1.財産分与をした人の税金についてのまとめ

  1. 財産分与による資産の移転は譲渡になります。
  2. 財産分与した財産が金銭の場合には、所得税等の課税はありません。
  3. 財産分与した財産が不動産の場合には、譲渡所得の課税が行われます。

 

2.財産分与を受けた人の税金についてのまとめ

  1. 慰謝料として受け取った金銭については、所得税は課税されません。
  2. (原則)財産分与により取得した財産については、原則として贈与税は課税されません。
  3. (例外)財産分与により取得した財産が過当であると認められる場合のその過当な部分や贈与税や相続税の課税のがれを図るものと認められる場合の財産分与により取得した財産については、贈与により取得したものとみなされます。

3.財産分与をした財産が不動産の場合

上記1のとおり、財産分与をした財産が不動産など譲渡所得の基因となる資産の場合には、譲渡所得の課税が行われます。財産分与をした時に、その時の価額によりその資産を譲渡したことになります。

3-1 譲渡所得はどのように計算するか

譲渡所得及び譲渡所得税は次の算式により計算されます。

  1. 譲渡所得=譲渡収入金額-取得費及び譲渡費用
  2. 譲渡所得税=譲渡所得×税率

3-2 譲渡収入金額はどうなるか

財産分与により不動産を渡した場合の譲渡収入金額は、財産分与をした時の価額(時価)となります。
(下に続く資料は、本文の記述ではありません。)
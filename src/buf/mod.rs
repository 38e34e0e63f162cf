//! The buffer descriptor and its operations.
//!
//! A [`NetBuf`] owns a circular chain of heap descriptors ("nodes"), each
//! recording a window `[data, data + length)` into a reference-counted
//! arena:
//!
//! ```text
//!  arena:  [..headroom..|...window (length)...|..tailroom..]
//!           ^            ^                     ^            ^
//!           buf          data                  tail         buf + capacity
//! ```
//!
//! The handle always designates the chain head; every other node in the
//! chain is owned transitively and destroyed with it.
//!
//! # Invariants
//!
//! - `buf <= data <= data + length <= buf + capacity` for every node
//! - `next`/`prev` form one circular list: a singleton points at itself
//! - a node's `shared` pointer is null iff its arena is user-owned

mod arena;
mod chain;

pub use arena::FreeFn;
pub use chain::Iter;

use crate::Error;
use arena::{ArenaAlloc, SharedInfo};
use bytes::Bytes;
use std::{
    fmt,
    marker::PhantomData,
    mem,
    ptr::{self, NonNull},
    sync::atomic::{AtomicU8, Ordering},
};
use tracing::trace;

/// The arena is user-owned: no refcount, never freed by this crate.
const FLAG_USER_OWNED: u8 = 1 << 0;
/// The `SharedInfo` was boxed separately and is freed with the arena.
const FLAG_FREE_SHARED_INFO: u8 = 1 << 1;
/// Aliasing hint: the arena may be referenced by other descriptors.
/// Set whenever aliasing is created; cleared when the refcount is observed
/// to be one. Conservative: it may lag after aliasing ends.
const FLAG_MAYBE_SHARED: u8 = 1 << 2;
/// The descriptor lives inside a combined block and is released through the
/// two-flag storage protocol.
const FLAG_COMBINED: u8 = 1 << 3;

/// How a buffer's arena is managed.
///
/// Informational: a descriptor re-seated onto a fresh arena by a copying
/// slow path reports [`BufKind::Allocated`] afterwards.
#[derive(Clone, Copy, Debug, PartialEq, Eq)]
pub enum BufKind {
    /// Self-managed arena allocated by this crate.
    Allocated,
    /// Caller-provided arena freed through a registered callback.
    UserSupplied,
    /// Caller-owned arena this crate never frees; permanently shared.
    UserOwned,
    /// Descriptor and arena share one combined allocation.
    Combined,
}
use criterion::{criterion_group, criterion_main, BatchSize, Criterion};
use netbuf::NetBuf;

fn build_chain(segments: usize, size: usize) -> NetBuf {
    let payload = vec![0x5Au8; size];
    let mut head = NetBuf::copy_buffer(&payload, 0, 0).unwrap();
    for _ in 1..segments {
        head.prepend_chain(NetBuf::copy_buffer(&payload, 0, 0).unwrap());
    }
    head
}

fn bench_coalesce(c: &mut Criterion) {
    c.bench_function("coalesce_8x1024", |b| {
        b.iter_batched(
            || build_chain(8, 1024),
            |mut chain| {
                chain.coalesce().unwrap();
                chain
            },
            BatchSize::SmallInput,
        )
    });

    c.bench_function("gather_4096_of_8x1024", |b| {
        b.iter_batched(
            || build_chain(8, 1024),
            |mut chain| {
                chain.gather(4096).unwrap();
                chain
            },
            BatchSize::SmallInput,
        )
    });

    c.bench_function("clone_chain_8", |b| {
        b.iter_batched(
            || build_chain(8, 1024),
            |chain| (chain.try_clone().unwrap(), chain),
            BatchSize::SmallInput,
        )
    });

    c.bench_function("create_combined_64", |b| {
        b.iter(|| NetBuf::create_combined(64).unwrap())
    });

    c.bench_function("create_separate_64", |b| {
        b.iter(|| NetBuf::create_separate(64).unwrap())
    });
}

criterion_group!(benches, bench_coalesce);
criterion_main!(benches);
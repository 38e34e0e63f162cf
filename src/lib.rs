//! Chained, reference-counted byte buffers for network I/O.
//!
//! - [`NetBuf`]: a view into a reference-counted byte arena, linkable into a
//!   circular chain of non-contiguous fragments
//! - [`Iter`]: per-fragment iteration over a chain
//! - [`BufKind`]: how a buffer's arena is managed
//!
//! # Overview
//!
//! Protocol stacks receive bytes into whatever buffers the transport hands
//! them and then need to prepend headers, strip framing, split messages, and
//! pass regions to consumers without copying. [`NetBuf`] supports this the
//! way BSD `mbuf` and Linux `sk_buff` do: a small descriptor records a
//! window `[data, data + length)` into a larger arena, multiple descriptors
//! may alias one arena (tracked by an atomic reference count), and
//! descriptors link into a circular chain that represents a single logical
//! byte sequence.
//!
//! Mutating operations come in three flavors: window adjustments
//! ([`NetBuf::advance`], [`NetBuf::trim_start`], ...) that touch only the
//! descriptor, chain surgery ([`NetBuf::append_chain`], [`NetBuf::pop`],
//! [`NetBuf::separate`]) that relinks descriptors, and copying slow paths
//! ([`NetBuf::unshare`], [`NetBuf::coalesce`], [`NetBuf::gather`]) that
//! restore unique ownership or contiguity.
//!
//! # Example
//!
//! ```
//! use netbuf::NetBuf;
//!
//! // Reserve room for a header, write a payload, then prepend the header
//! // without moving the payload.
//! let mut buf = NetBuf::create(64)?;
//! buf.advance(8);
//! buf.tail_mut()[..5].copy_from_slice(b"hello");
//! buf.append(5);
//! buf.prepend(2);
//! buf.data_mut()[..2].copy_from_slice(b"v1");
//! assert_eq!(buf, b"v1hello");
//! # Ok::<(), netbuf::Error>(())
//! ```
//!
//! # Thread Safety
//!
//! A single buffer or chain must be accessed from one thread at a time
//! (`&mut self` enforces this). Two buffers aliasing the same arena (via
//! [`NetBuf::try_clone`]) may live on different threads: the only shared
//! mutable state is the arena's reference count, which is atomic. Operations
//! that would move bytes inside a shared arena panic instead; call
//! [`NetBuf::unshare`] first.

mod buf;

pub use buf::{BufKind, FreeFn, Iter, NetBuf};

use thiserror::Error;

/// Errors surfaced by allocating operations.
///
/// Every fallible operation is strongly exception-safe: on error, the buffer
/// or chain it was called on is unchanged.
#[derive(Error, Debug, Clone, Copy, PartialEq, Eq)]
pub enum Error {
    /// An allocation failed.
    #[error("allocation failed")]
    OutOfMemory,
    /// A size computation exceeded the 32-bit arena capacity bound.
    #[error("size exceeds the 32-bit buffer capacity bound")]
    Overflow,
}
時価の算出については、その資産の客観的な価額である必要があり、鑑定等によって算出することが考えられます。

3-3 取得費

財産分与をした不動産の取得費は、土地については取得価額、建物については、取得価額から減価償却費相当額を控除した金額となります。

3-4 3000万円控除の特例について

マイホーム居住の用に供している建物や土地などを譲渡した場合には、譲渡所得の金額から3000万円の特別控除をすることができる特例があります。ただし、配偶者その他の親族に対する譲渡については、特別控除は適用できません。しかし、離婚による財産分与は離婚により夫婦関係が終了した後にされるものであるため、配偶者に対する譲渡に該当しないことになります。したがって、その他の要件を満たしている場合には、特別控除の適用が認められます。

3-5 居住用財産の軽減税率の特例について

居住用財産の所有期間が10を超える場合には、居住用財産の軽減税率の特例があります。この特例についても3-4と同様の取扱となります。

3-6 離婚前に財産分与があった場合

離婚が行われると、戸籍の除籍手続きが行われますが、離婚前(戸籍の除籍手続前)に財産分与があっても、その後速やかに除籍手続きが行われた場合には、その譲渡は財産分与時ではなく除籍後に行われたものと考えられるため、3-4の3000万円の特別控除の特例や3-5の居住用財産の軽減税率の特例の適用は認められます。

4.財産分与を受けた人に贈与税が課税される場合とは

上記1のとおり、財産分与を受けた人には、原則として贈与税が課税されることはありません。なお、財産分与の金額が過当かどうか、いくらが相当な金額なのかについては、婚姻期間や離婚に至る経緯など様々な事情を総合的に勘案して決められるべきであるとされています。このあたりの論点が争われたものとして、次のような裁決等があります。

平成25年7月4日裁決 国税不服審判所

平成10年4月14日判決 最高裁判所

平成7年3月30日裁決 国税不服審判所

5.第二次納税義務について

第二次納税義務とは、本来の納税義務者が税金を滞納している場合に、その納税義務者に滞納処分をしても満足な租税の確保ができないと認められるときに、その納税義務者と一定の関係がある第三者に納税義務を負わすことができる制度です。この制度の中に、「無償又は著しい低額の譲受人等」を対象者として、第二次納税義務を課す規定があります。「無償又は著しく低い対価による譲渡」に該当するかどうかは、上記4の裁決等で争われています。

6.まとめ

離婚による財産分与の際には、税金に関する観点が必要不可欠です。不動産を財産分与した場合には、金銭を受け取っていないのにも関わらず、譲渡所得税の負担が生じるケースがあるため、売却して現金化したうえで財産分与を行うなども有効な方法かもしれません。また、3000万円の特別控除などの特例は、申告することで適用できる規定のため、所得税の確定申告が必要となります。